醜い惑星
長年、銀河系内の惑星探索を続けてきた宇宙局は、ある惑星に目を留めた。
星番号T-36757。探査衛星が送ってきた惑星全体の画像。雲の切れ間から、かすかに青い部分が覗いていた。
あれは海ではないか――そう分析した宇宙局は記者会見を開き、世界に向けてその発見を大々的に発表した。
反応は上々。地球の環境悪化が進み、地球外移住が現実味を帯び始めたこの時代にあって、『第二の地球』の可能性は人々の胸を大いに高鳴らせた。報道はしばらくこのニュースで埋め尽くされ、世論の熱は日に日に高まっていった。
宇宙局は勢いに後押しされ、次の一手として、より高性能な探査衛星をT-36757へ送り込んだ。その結果、さらに高精細な表面画像の取得に成功した。
……が、その画像を見た科学者たちは、皆一様に顔をしかめた。
「これは……なんというか……」
「……醜いですね」
前回の衛星が送ってきた画像では、ホイップクリームのように滑らかで白く美しかった雲。それが今回は、濁りを帯び、汗疱に荒れた皮膚のような斑模様を呈していた。さらに、雲の下に広がる大地や海も、どこか淀んで見えたのだ。
「まあ……想定の範囲内だろう」
「ですね。ふふっ、テレビの画質が向上して肌荒れが目立つようになった、と嘆くタレントを思い出しましたよ」
「ははは。俗っぽい話だな。だが、我々は科学者だ。真実をつまびらかにせねばならん」
そんな軽口を言えたのも、最初のうちだけだった。
性能を高めた衛星を追加で送り込むたびに、映し出された惑星の姿はより鮮明に、そして一層不気味さと不快感の濃度を増していった。
しかし、宇宙局は世論の熱狂に水を差すことを恐れ、その画像に軽微な加工を施し、美しく見えるよう調整した上で発表を続けた。スポンサーに逃げられては、元も子もないのである。
そして、ついに有人探査計画が始動した。調査チームを現地へ直接派遣する段階に至ったのだ。
選抜された隊員たちは情報漏洩防止のため、世間と同様に『T-36757は美しい惑星』という前提で訓練とブリーフィングを受けていた。
それゆえに、実際にT-36757の軌道に乗ったとき、初めて目にしたその実像に、彼らは言葉を失った。
だが、任務を放棄することは許されない。宇宙船はゆっくりと降下し、惑星の地表に着陸した。そして、ハッチが開かれ、隊員たちが外に踏み出したその瞬間、さらなる衝撃が彼らを襲った。
「隊長……この星、表面が……まるで……うっ」
その地表は、重度の熱傷を負った人間の皮膚のようだった。赤黒くただれ、 ぶよぶよと膿のような黄色い起伏が広がり、不規則な粘性を帯びた水たまりが点在していた。そこからは、沸騰するように泡がぷつぷつと浮かんでは弾け、ねっとりとした音を立てて消えていく。
防護服により臭気は遮断されていたが、隊員たちはその強烈な悪臭を想像してしまい、胃がひっくり返るような感覚に襲われた。次々と嘔吐が始まり、ヘルメットの内側に吐瀉物が飛び散った。よろめき、膝をつく隊員たち。ある者は吐瀉物を拭おうと、必死にヘルメットを撫でつけ、ある者は防護服を掻きむしり、ある者はヘルメットに泥を塗りたくった。調査の続行はもはや不可能――そう判断した隊長が撤退を命じようとした、そのときだった。

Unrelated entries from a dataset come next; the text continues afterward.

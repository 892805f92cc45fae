use parking_lot::{Mutex, RwLock};
use serde::Serialize;
use std::collections::HashMap;
use std::sync::atomic::{AtomicU64, Ordering};
use std::sync::Arc;

use super::snapshot::LatestSnapshot;
use crate::cache::BoundedSet;
use crate::config::MonitorConfig;
use crate::tokens::TokenEvent;

/// Point-in-time counters of a running monitor
#[derive(Debug, Clone, Default, PartialEq, Serialize)]
pub struct MonitorStats {
    /// Cached metadata entries
    pub cache_size: usize,
    /// Cached launchpad verification results
    pub verification_cache_size: usize,
    pub known_mint_count: usize,
    pub processed_signature_count: usize,
    /// Signatures dropped from the bounded processed set
    pub evicted_signature_count: u64,
    pub token_count: usize,
    pub events_received: u64,
    pub events_published: u64,
}

/// Every enriched token, keyed by mint
#[derive(Default)]
pub struct TokenStore {
    tokens: RwLock<HashMap<String, Arc<TokenEvent>>>,
}

impl TokenStore {
    pub fn insert(&self, event: Arc<TokenEvent>) {
        self.tokens.write().entry(event.mint.clone()).or_insert(event);
    }

    pub fn get(&self, mint: &str) -> Option<Arc<TokenEvent>> {
        self.tokens.read().get(mint).cloned()
    }

    pub fn len(&self) -> usize {
        self.tokens.read().len()
    }

    pub fn is_empty(&self) -> bool {
        self.tokens.read().is_empty()
    }

    /// The `n` most recent tokens by block time, oldest first
    pub fn recent(&self, n: usize) -> Vec<Arc<TokenEvent>> {
        let mut all: Vec<Arc<TokenEvent>> = self.tokens.read().values().cloned().collect();
        all.sort_by(|a, b| a.block_time.cmp(&b.block_time).then_with(|| a.slot.cmp(&b.slot)));
        let skip = all.len().saturating_sub(n);
        all.into_iter().skip(skip).collect()
    }
}

/// Shared mutable state of one monitor instance
pub struct MonitorState {
    processed_signatures: Mutex<BoundedSet<String>>,
    known_mints: Mutex<BoundedSet<String>>,
    pub tokens: TokenStore,
    pub snapshot: LatestSnapshot,
    events_received: AtomicU64,
    events_published: AtomicU64,
}

impl MonitorState {
    pub fn new(config: &MonitorConfig) -> Self {
        Self {
            processed_signatures: Mutex::new(BoundedSet::new(config.max_processed_signatures)),
            known_mints: Mutex::new(BoundedSet::new(config.max_known_mints)),
            tokens: TokenStore::default(),
            snapshot: LatestSnapshot::new(),
            events_received: AtomicU64::new(0),
            events_published: AtomicU64::new(0),
        }
    }

    /// Returns false if the signature was already processed
    pub fn claim_signature(&self, signature: &str) -> bool {
        self.processed_signatures.lock().insert(signature.to_string())
    }

    /// Returns false if the mint is already known
    pub fn claim_mint(&self, mint: &str) -> bool {
        self.known_mints.lock().insert(mint.to_string())
    }

    pub fn record_received(&self) {
        self.events_received.fetch_add(1, Ordering::Relaxed);
    }

    pub fn record_published(&self) {
        self.events_published.fetch_add(1, Ordering::Relaxed);
    }

    pub fn stats(&self, cache_size: usize, verification_cache_size: usize) -> MonitorStats {
        let (processed_signature_count, evicted_signature_count) = {
            let signatures = self.processed_signatures.lock();
            (signatures.len(), signatures.evictions())
        };

        MonitorStats {
            cache_size,
            verification_cache_size,
            known_mint_count: self.known_mints.lock().len(),
            processed_signature_count,
            evicted_signature_count,
            token_count: self.tokens.len(),
            events_received: self.events_received.load(Ordering::Relaxed),
            events_published: self.events_published.load(Ordering::Relaxed),
        }
    }
}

空が唸った。黒ずんだ雲が渦を巻き、放屁のような轟音が響いた。そして雨が降り出した。
「酸だ!」
隊員の一人が叫んだ。降り注ぐ雨は、瞬く間に彼らの宇宙服を蝕んでいった。表面から白煙が立ち上り、わずか数秒で繊維が溶け崩れ、肌が露出する。
酸の雨は容赦なく彼らの皮膚を焼き、肉を抉った。隊員たちは悲鳴を上げ、転げ回る。その様子は、まるで雨にはしゃぐ犬のようにも見えたが、それも束の間のこと。やがて次々と動かなくなった。
隊長もまた、その場に膝をついた。立っていられなかった。だが、それは酸の雨の影響だけではない。
地面が震えたのだ。まるで、星そのものが痛みに悶え、醜さに嘆いているかのように――。